The term "Affluent Worker" refers to a group of workers that emerged in the postwar period and are distinguished by comparatively high earnings as compared to the traditional manual laborers.
Affluent Worker Sociology Definition

Definition

The term “Affluent Worker” refers to a group of workers that emerged in the postwar period and are distinguished by comparatively high earnings as compared to the traditional manual laborers. In the 1960s and 1970s, sociologists were interested in affluent employees to see whether they would adopt middle-class traits. Sociologists like Zweig asserted that these employees were moving towards the middle class. Zweig predicted a sizable middle class and a modest working class in future industrial nations.

Explanation

The names of three volumes produced as part of a significant British initiative in the 1960s directed by John Goldthorpe and David Lockwood are mostly credited with popularizing this concept.

Wealthy manual laborers in the British auto industry were studied to test the embourgeoisement or “becoming middle class” argument.

Marxist ideologies argue that the working class lack control over the means of production.
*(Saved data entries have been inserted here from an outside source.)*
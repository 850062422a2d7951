use crate::archive::format::Header;
use crate::archive::record::FileRecord;
use crate::config::PackConfig;
use crate::error::{JpkgError, Result};
use crate::manifest::{metadata_to_json, Manifest};
use crate::plugins::{Compression, Encryption, Plugins};
use crate::tree::{canonicalize, PathTree};
use serde::Serialize;
use std::io::{BufWriter, Cursor, Read, Write};
use std::time::SystemTime;
use tracing::{debug, trace};
use uuid::Uuid;

/// A file queued for encoding
pub struct FileToEncode<'a> {
    pub path: String,
    pub source: Box<dyn Read + 'a>,
    pub identifier: String,
    /// Generated (v4) when `None`
    pub uuid: Option<Uuid>,
    /// Any JSON value; `null` is stored as `{}`
    pub metadata: serde_json::Value,
}

impl<'a> FileToEncode<'a> {
    pub fn new(path: impl Into<String>, source: impl Read + 'a) -> Self {
        Self {
            path: path.into(),
            source: Box::new(source),
            identifier: String::new(),
            uuid: None,
            metadata: serde_json::Value::Null,
        }
    }

    pub fn with_identifier(mut self, identifier: impl Into<String>) -> Self {
        self.identifier = identifier.into();
        self
    }

    pub fn with_uuid(mut self, uuid: Uuid) -> Self {
        self.uuid = Some(uuid);
        self
    }

    pub fn with_metadata<M: Serialize + ?Sized>(mut self, metadata: &M) -> Result<Self> {
        self.metadata = serde_json::to_value(metadata)?;
        Ok(self)
    }
}

struct PendingFile<'a> {
    path: String,
    source: Box<dyn Read + 'a>,
    identifier: String,
    uuid: Uuid,
    metadata_json: String,
}

/// Package encoder
///
/// Files are queued with [`Encoder::add_file`] and friends; nothing is read
/// until [`Encoder::encode`], which drains the queue in order. Each source is
/// read to completion, compressed as one buffer and sealed in one encryption
/// call before its record is written, so memory is bounded by one file.
pub struct Encoder<'a, W: Write> {
    writer: W,
    name: String,
    metadata_json: String,
    packaged_at: SystemTime,
    plugins: Plugins,
    files: Vec<PendingFile<'a>>,
    tree: PathTree,
}

impl<'a, W: Write> Encoder<'a, W> {
    /// Create an encoder with no compression or encryption
    pub fn new(writer: W) -> Self {
        Self {
            writer,
            name: String::new(),
            metadata_json: "{}".to_string(),
            packaged_at: SystemTime::now(),
            plugins: Plugins::default(),
            files: Vec::new(),
            tree: PathTree::new(),
        }
    }

    /// Create an encoder from a pack configuration.
    ///
    /// `key` is required when the configuration asks for encryption.
    pub fn from_config(writer: W, config: &PackConfig, key: Option<&[u8]>) -> Result<Self> {
        let encryption = if config.encrypt {
            Encryption::aes_gcm(key.ok_or(JpkgError::MissingKey)?)?
        } else {
            Encryption::None
        };
        Ok(Self::new(writer)
            .with_name(&config.name)
            .with_compression(config.compression)
            .with_encryption(encryption)
            .with_metadata(&config.metadata)?)
    }

    pub fn with_name(mut self, name: impl Into<String>) -> Self {
        self.name = name.into();
        self
    }

    /// Package-level metadata, stored as JSON
    pub fn with_metadata<M: Serialize + ?Sized>(mut self, metadata: &M) -> Result<Self> {
        self.metadata_json = metadata_to_json(metadata)?;
        Ok(self)
    }

    pub fn with_compression(mut self, compression: Compression) -> Self {
        self.plugins.compression = compression;
        self
    }

    pub fn with_encryption(mut self, encryption: Encryption) -> Self {
        self.plugins.encryption = encryption;
        self
    }

    /// Override the build timestamp (defaults to now)
    pub fn with_packaged_at(mut self, packaged_at: SystemTime) -> Self {
        self.packaged_at = packaged_at;
        self
    }

    /// Number of files queued so far
    pub fn len(&self) -> usize {
        self.files.len()
    }

    pub fn is_empty(&self) -> bool {
        self.files.is_empty()
    }

    /// Queue a file with an empty identifier and a fresh UUID
    pub fn add_file<S, M>(&mut self, path: &str, source: S, metadata: &M) -> Result<()>
    where
        S: Read + 'a,
        M: Serialize + ?Sized,
    {
        self.add_entry(FileToEncode::new(path, source).with_metadata(metadata)?)
    }

    /// Queue an in-memory file
    pub fn add_bytes<M>(&mut self, path: &str, data: impl Into<Vec<u8>>, metadata: &M) -> Result<()>
    where
        M: Serialize + ?Sized,
    {
        self.add_file(path, Cursor::new(data.into()), metadata)
    }

    /// Queue a file with an explicit identifier and optional UUID.
    ///
    /// The path is canonicalized here; a path already queued, or one that
    /// collides with a queued file or directory, is rejected immediately.
    pub fn add_entry(&mut self, file: FileToEncode<'a>) -> Result<()> {
        let path = canonicalize(&file.path);
        let queued_file = self
            .tree
            .lookup(&path)
            .and_then(|i| self.tree.node(i))
            .is_some_and(|node| !node.is_dir());
        if queued_file {
            return Err(JpkgError::DuplicatePath {
                path,
                index: self.files.len(),
            });
        }
        self.tree.insert(&path)?;

        let metadata_json = metadata_to_json(&file.metadata)?;
        trace!(path = %path, identifier = %file.identifier, "queued file");
        self.files.push(PendingFile {
            path,
            source: file.source,
            identifier: file.identifier,
            uuid: file.uuid.unwrap_or_else(Uuid::new_v4),
            metadata_json,
        });
        Ok(())
    }

    /// Write the whole package and hand back the writer
    pub fn encode(self) -> Result<W> {
        let Self {
            mut writer,
            name,
            metadata_json,
            packaged_at,
            plugins,
            files,
            ..
        } = self;

        {
            let mut out = BufWriter::new(&mut writer);

            let mut offset = Header::new(plugins.flags()).write_to(&mut out)? as u64;

            let mut manifest = Manifest::new(name, packaged_at);
            manifest.file_count = files.len() as u64;
            manifest.metadata_json = metadata_json;
            offset += manifest.write_to(&mut out, offset)? as u64;

            debug!(
                name = %manifest.name,
                files = files.len(),
                compression = plugins.compression.name(),
                encryption = plugins.encryption.name(),
                "encoding package"
            );

            for (index, mut file) in files.into_iter().enumerate() {
                let mut data = Vec::new();
                file.source.read_to_end(&mut data)?;

                let compressed = plugins.compression.compress(&data)?;
                let sealed = plugins.encryption.seal(&compressed)?;

                let mut record = FileRecord {
                    path: file.path,
                    identifier: file.identifier,
                    uuid: file.uuid,
                    metadata_json: file.metadata_json,
                    payload_offset: 0,
                    compressed_size: sealed.len() as u64,
                    uncompressed_size: data.len() as u64,
                };
                record.payload_offset = offset + record.header_size();
                offset += record.write_to(&mut out, &sealed)? as u64;

                trace!(
                    index,
                    path = %record.path,
                    original = record.uncompressed_size,
                    stored = record.compressed_size,
                    "encoded file"
                );
            }

            out.flush()?;
            debug!(bytes = offset, "package written");
        }

        Ok(writer)
    }
}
The embourgeoisement approach argues that wealth significantly impacts attitudes and behavior more than ownership and control.
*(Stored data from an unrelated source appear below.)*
use crate::archive::codec::{
    self, padding_len, read_record, write_padding, write_record, BinaryRecord, FieldKind,
    FieldValue, Fields,
};
use crate::error::{JpkgError, Result};
use std::io::{self, Read, Write};

/// Magic number: ASCII "jpkg"
pub const MAGIC_NUMBER: [u8; 4] = *b"jpkg";

/// Current format version
pub const FORMAT_VERSION: u64 = 1;

/// Header size in bytes, before alignment padding
pub const HEADER_SIZE: u64 = 16;

/// Offset of the first flag byte within the header
pub const FLAGS_OFFSET: u64 = 12;

/// Fixed part of every file record, before its text cells and payload
pub const RECORD_HEADER_SIZE: u64 = 56;

/// Package header: magic, version and one flag byte per transform axis
#[derive(Debug, Clone, PartialEq, Eq)]
pub struct Header {
    pub version: u64,
    pub compression_flag: u8,
    pub encryption_flag: u8,
    pub hash_flag: u8,
    pub signature_flag: u8,
}

impl Header {
    pub fn new(flags: [u8; 4]) -> Self {
        Self {
            version: FORMAT_VERSION,
            compression_flag: flags[0],
            encryption_flag: flags[1],
            hash_flag: flags[2],
            signature_flag: flags[3],
        }
    }

    pub fn flags(&self) -> [u8; 4] {
        [
            self.compression_flag,
            self.encryption_flag,
            self.hash_flag,
            self.signature_flag,
        ]
    }

    /// Write the header and its alignment padding; the header always starts at offset 0
    pub fn write_to<W: Write>(&self, mut writer: W) -> Result<usize> {
        let written = write_record(&mut writer, self)?;
        let padding = write_padding(&mut writer, padding_len(written as u64))?;
        Ok(written + padding)
    }

    /// Read and validate the header, then skip its alignment padding
    pub fn read_from<R: Read>(mut reader: R) -> Result<Self> {
        let header: Header = read_record(&mut reader)?;
        skip_padding(&mut reader, padding_len(HEADER_SIZE))?;
        Ok(header)
    }
}

impl BinaryRecord for Header {
    const NAME: &'static str = "Header";
    const SCHEMA: &'static [FieldKind] = &[
        FieldKind::U32,
        FieldKind::U64,
        FieldKind::U8,
        FieldKind::U8,
        FieldKind::U8,
        FieldKind::U8,
    ];

    fn to_fields(&self) -> Vec<FieldValue> {
        vec![
            FieldValue::U32(u32::from_be_bytes(MAGIC_NUMBER)),
            FieldValue::U64(self.version),
            FieldValue::U8(self.compression_flag),
            FieldValue::U8(self.encryption_flag),
            FieldValue::U8(self.hash_flag),
            FieldValue::U8(self.signature_flag),
        ]
    }

    fn from_fields(mut fields: Fields) -> Result<Self> {
        let magic = fields.u32()?.to_be_bytes();
        if magic != MAGIC_NUMBER {
            return Err(JpkgError::InvalidMagic { found: magic });
        }
        let version = fields.u64()?;
        if version != FORMAT_VERSION {
            return Err(JpkgError::UnsupportedVersion(version));
        }
        Ok(Self {
            version,
            compression_flag: fields.u8()?,
            encryption_flag: fields.u8()?,
            hash_flag: fields.u8()?,
            signature_flag: fields.u8()?,
        })
    }
}

/// Fixed part of a file record
///
/// The three `*_len` fields count Unicode scalar values; the texts follow as
/// bare codepoint cells in the order identifier, path, metadata, and then
/// `compressed_size` payload bytes.
#[derive(Debug, Clone, PartialEq, Eq)]
pub struct RecordHeader {
    pub identifier_len: u64,
    pub path_len: u64,
    pub uuid: [u8; 16],
    pub metadata_len: u64,
    pub compressed_size: u64,
    pub uncompressed_size: u64,
}

impl RecordHeader {
    /// Total size of the three text fields in bytes
    pub fn text_size(&self) -> u64 {
        codec::cells_size(self.identifier_len + self.path_len + self.metadata_len)
    }
}

impl BinaryRecord for RecordHeader {
    const NAME: &'static str = "RecordHeader";
    const SCHEMA: &'static [FieldKind] = &[
        FieldKind::U64,
        FieldKind::U64,
        FieldKind::Uuid,
        FieldKind::U64,
        FieldKind::U64,
        FieldKind::U64,
    ];

    fn to_fields(&self) -> Vec<FieldValue> {
        vec![
            FieldValue::U64(self.identifier_len),
            FieldValue::U64(self.path_len),
            FieldValue::Uuid(self.uuid),
            FieldValue::U64(self.metadata_len),
            FieldValue::U64(self.compressed_size),
            FieldValue::U64(self.uncompressed_size),
        ]
    }

    fn from_fields(mut fields: Fields) -> Result<Self> {
        Ok(Self {
            identifier_len: fields.u64()?,
            path_len: fields.u64()?,
            uuid: fields.uuid()?,
            metadata_len: fields.u64()?,
            compressed_size: fields.u64()?,
            uncompressed_size: fields.u64()?,
        })
    }
}

/// Consume `count` padding bytes without looking at them
pub fn skip_padding<R: Read>(mut reader: R, count: u64) -> Result<()> {
    let skipped = io::copy(&mut reader.by_ref().take(count), &mut io::sink())?;
    if skipped != count {
        return Err(JpkgError::Io(io::Error::new(
            io::ErrorKind::UnexpectedEof,
            "package truncated inside alignment padding",
        )));
    }
    Ok(())
}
As employees’ wages rise, they will resemble the middle classes more. The research on affluent workers reached very diverse outcomes. In some ways, these employees were becoming to resemble the middle class.

Workers began to own their homes, favoring domestic over communal leisure pursuits, but they kept supporting the U.K. Labour party and were still engaged in the labor movement. In these activities, rational self-interest took precedence over established communal bonds; class solidarity had been replaced by “instrumental collectivism.”

The wealthy worker studies, whose primary investigators were Lockwood and John Goldthorpe, likewise emphasized the relevance of various aspects to stratification and how they influence class awareness.

According to Goldthorpe and Lockwood, Wealthy employees are developing into a new kind of working class rather than the middle class. 

Critical sociologists argued that wealthy employees already existed and were nothing new. An elite class of trained workers had always existed, which is known as the “aristocracy of labor.”